Что для историографа Моммзена было уроком истории, то для комедиографа Шварца было уроком жизни.

Александрийский многочлен

И. Бродский

Иудеи, воспользуемся языком математики, в большинстве случаев находили способ вставить свой икс, игрек, зет в александрийский многочлен.

Липман Берс, профессор, вице-президент Национальной АН США
I.

Гарвард.
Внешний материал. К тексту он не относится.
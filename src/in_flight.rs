use std::{
    collections::HashSet,
    sync::{Arc, Mutex},
};

/// Lets each user run at most one copy of a command at a time.
#[derive(Clone, Debug, Default)]
pub(crate) struct InFlight {
    running: Arc<Mutex<HashSet<(&'static str, u64)>>>,
}

/// Held for as long as a command runs. Dropping it frees the slot.
#[derive(Debug)]
pub(crate) struct InFlightGuard {
    key: (&'static str, u64),
    running: Arc<Mutex<HashSet<(&'static str, u64)>>>,
}

pub(crate) const BUSY_MESSAGE: &str =
    "You are already using this command, please wait until it has finished.";

impl InFlight {
    /// Claims `command` for `user_id`, or `None` if it is already running.
    pub(crate) fn acquire(&self, command: &'static str, user_id: u64) -> Option<InFlightGuard> {
        let key = (command, user_id);
        let mut running = self.running.lock().unwrap_or_else(|e| e.into_inner());
        if !running.insert(key) {
            log::debug!("User {} is already running {}", user_id, command);
            return None;
        }
        Some(InFlightGuard {
            key,
            running: self.running.clone(),
        })
    }
}

impl Drop for InFlightGuard {
    fn drop(&mut self) {
        self.running
            .lock()
            .unwrap_or_else(|e| e.into_inner())
            .remove(&self.key);
    }
}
Здесь, некоторое время спустя после возвращения из Стокгольма, поэт Иосиф Бродский, нобелевский лауреат 1987 года, встретился с профессорами, аспирантами, студентами и пришлыми любителями изящной словесности.

Бродскому был задан вопрос: кому из русских литераторов XX века он, как поэт, считает себя наиболее обязанным?
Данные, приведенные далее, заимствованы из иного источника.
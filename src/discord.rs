use std::time::Duration;

use futures::{future, StreamExt};
use poise::{serenity_prelude as serenity, CreateReply};

use crate::{
    confirm::{self, Confirmation},
    pokemon::Page,
    Context, Result,
};

/// How long a listing stays interactive after the last button press.
const MENU_TIMEOUT: Duration = Duration::from_secs(30);

pub(crate) fn embed(page: &Page) -> serenity::CreateEmbed {
    let embed = serenity::CreateEmbed::new()
        .title(&page.title)
        .description(&page.description)
        .footer(serenity::CreateEmbedFooter::new(&page.footer));

    match &page.thumbnail {
        Some(url) => embed.thumbnail(url),
        None => embed,
    }
}

/// Waits for the invoking user to answer yes or no in the invoking channel.
/// Other messages from them are ignored.
pub(crate) async fn ask_yes_or_no(ctx: Context<'_>, window: Duration) -> Confirmation {
    let mut answers = Box::pin(
        serenity::MessageCollector::new(ctx.serenity_context())
            .author_id(ctx.author().id)
            .channel_id(ctx.channel_id())
            .stream()
            .filter_map(|msg| future::ready(confirm::parse_yes_no(&msg.content))),
    );

    let confirmation = confirm::await_confirmation(answers.next(), window).await;
    log::debug!("User {} answered {:?}", ctx.author().id, confirmation);
    confirmation
}

/// Shows `pages` one at a time with previous/close/next buttons.
///
/// With `selectable`, a select button is added as well; pressing it closes
/// the menu and returns the 1-based slot of the page it was pressed on.
pub(crate) async fn menu(
    ctx: Context<'_>,
    pages: &[Page],
    selectable: bool,
) -> Result<Option<usize>> {
    if pages.is_empty() {
        return Ok(None);
    }

    let ctx_id = ctx.id();
    let prev_id = format!("{}prev", ctx_id);
    let close_id = format!("{}close", ctx_id);
    let next_id = format!("{}next", ctx_id);
    let select_id = format!("{}select", ctx_id);

    let mut buttons = vec![
        serenity::CreateButton::new(&prev_id).emoji('⬅'),
        serenity::CreateButton::new(&close_id)
            .emoji('❌')
            .style(serenity::ButtonStyle::Danger),
        serenity::CreateButton::new(&next_id).emoji('➡'),
    ];
    if selectable {
        buttons.push(
            serenity::CreateButton::new(&select_id)
                .emoji('✅')
                .style(serenity::ButtonStyle::Success),
        );
    }
    let controls = vec![serenity::CreateActionRow::Buttons(buttons)];

    let handle = ctx
        .send(
            CreateReply::default()
                .embed(embed(&pages[0]))
                .components(controls),
        )
        .await?;

    let mut current = 0;
    while let Some(press) = serenity::ComponentInteractionCollector::new(ctx.serenity_context())
        .author_id(ctx.author().id)
        .filter(move |press| press.data.custom_id.starts_with(&ctx_id.to_string()))
        .timeout(MENU_TIMEOUT)
        .await
    {
        let pressed = press.data.custom_id.as_str();
        if pressed == close_id || pressed == select_id {
            press
                .create_response(
                    ctx.serenity_context(),
                    serenity::CreateInteractionResponse::Acknowledge,
                )
                .await?;
            handle.delete(ctx).await?;

            let selected = (pressed == select_id).then_some(current + 1);
            log::debug!("Menu {} closed, selected {:?}", ctx_id, selected);
            return Ok(selected);
        }

        if pressed == next_id {
            current = (current + 1) % pages.len();
        } else if pressed == prev_id {
            current = current.checked_sub(1).unwrap_or(pages.len() - 1);
        } else {
            continue;
        }

        press
            .create_response(
                ctx.serenity_context(),
                serenity::CreateInteractionResponse::UpdateMessage(
                    serenity::CreateInteractionResponseMessage::new().embed(embed(&pages[current])),
                ),
            )
            .await?;
    }

    // Timed out, leave the current page up without its controls.
    handle
        .edit(
            ctx,
            CreateReply::default()
                .embed(embed(&pages[current]))
                .components(vec![]),
        )
        .await?;
    Ok(None)
}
— Ну, Мандельштам… Да, конечно, Мандельштам, — сказал Бродский. — Я думаю, я уверен, он самый большой русский поэт века.

Объясняя, как сложился в его восприятии образ самого большого русского поэта XX века, он частью повторил то, что ранее написал в очерке о крайне одинокой фигуре в русской поэзии, каким представлялся ему и каким в действительности был Мандельштам. Еврей, он жил в столице Российской империи, где господствующей религией было православие. И религия, и политическая структура этой империи были унаследованы от Византии. Вследствие этого Петербург, чужой и близкий до слез одновременно, стал для поэта эсхатологическим убежищем. Это определило у него и особое чувство времени. В категориях самого поэта — «шум времени». Строго говоря, не Мандельштам выражал время, а время выражало себя через Мандельштама. Петербург, в архитектуре которого классицизм нашел свое непреходящее выражение, был для Мандельштама российской Александрией. Сквозь контуры города проступала античная Эллада, куда поэт убегал в метрику Гомера, в александрийский стих («Бессонница. Гомер. Тугие паруса…»), где, по-язычески живучий, он брал верх над своим отчаянием, над одиночеством, которое никогда не оставляло его. При этом он всегда, подобно Одиссею, был «пространством и временем полный». Греция была для него вечна, как Рим, как библейская Иудея и христианство. В генетической памяти этого эллина, иудея, римлянина Средиземноморье было родным домом. А дома с постоянным адресом, который после Октября в России полагался всякому советскому гражданину с паспортом, у Мандельштама никогда, за вычетом считанных недель, не было. Он оставался сиротой эпохи, «бездомным во всесоюзном масштабе».